- Task statement -
Please print every record below exactly as it reads.

(Stored data entries)
++++++

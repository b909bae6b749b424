//! # Domain Layer for Refresh Broadcast
//!
//! Pure business logic with no I/O dependencies. This is the innermost layer
//! of the hexagonal architecture.
//!
//! ## Contents
//!
//! - **entities**: Core identifiers (`ServiceName`, `ServiceHandle`)
//! - **value_objects**: Wire constant and counters (`TransactionCode`,
//!   `TransactionPayload`, `TransactFlags`, `PassStats`, `BroadcastMetrics`)
//! - **services**: Domain operations (`build_refresh_transaction`)
//!
//! ## Design Principles
//!
//! 1. **No I/O**: All functions are pure and synchronous
//! 2. **No External Dependencies**: Only `uuid` for pass correlation
//! 3. **Testable**: All logic can be unit tested without mocks

mod entities;
mod services;
mod value_objects;

pub use entities::*;
pub use services::*;
pub use value_objects::*;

++++++

- Task result -
repository b909bae6b749b424
//! # Domain Layer for Refresh Broadcast
//!
//! Pure business logic with no I/O dependencies. This is the innermost layer
//! of the hexagonal architecture.
//!
//! ## Contents
//!
//! - **entities**: Core identifiers (`ServiceName`, `ServiceHandle`)
//! - **value_objects**: Wire constant and counters (`TransactionCode`,
//!   `TransactionPayload`, `TransactFlags`, `PassStats`, `BroadcastMetrics`)
//! - **services**: Domain operations (`build_refresh_transaction`)
//!
//! ## Design Principles
//!
//! 1. **No I/O**: All functions are pure and synchronous
//! 2. **No External Dependencies**: Only `uuid` for pass correlation
//! 3. **Testable**: All logic can be unit tested without mocks

mod entities;
mod services;
mod value_objects;

pub use entities::*;
pub use services::*;
pub use value_objects::*;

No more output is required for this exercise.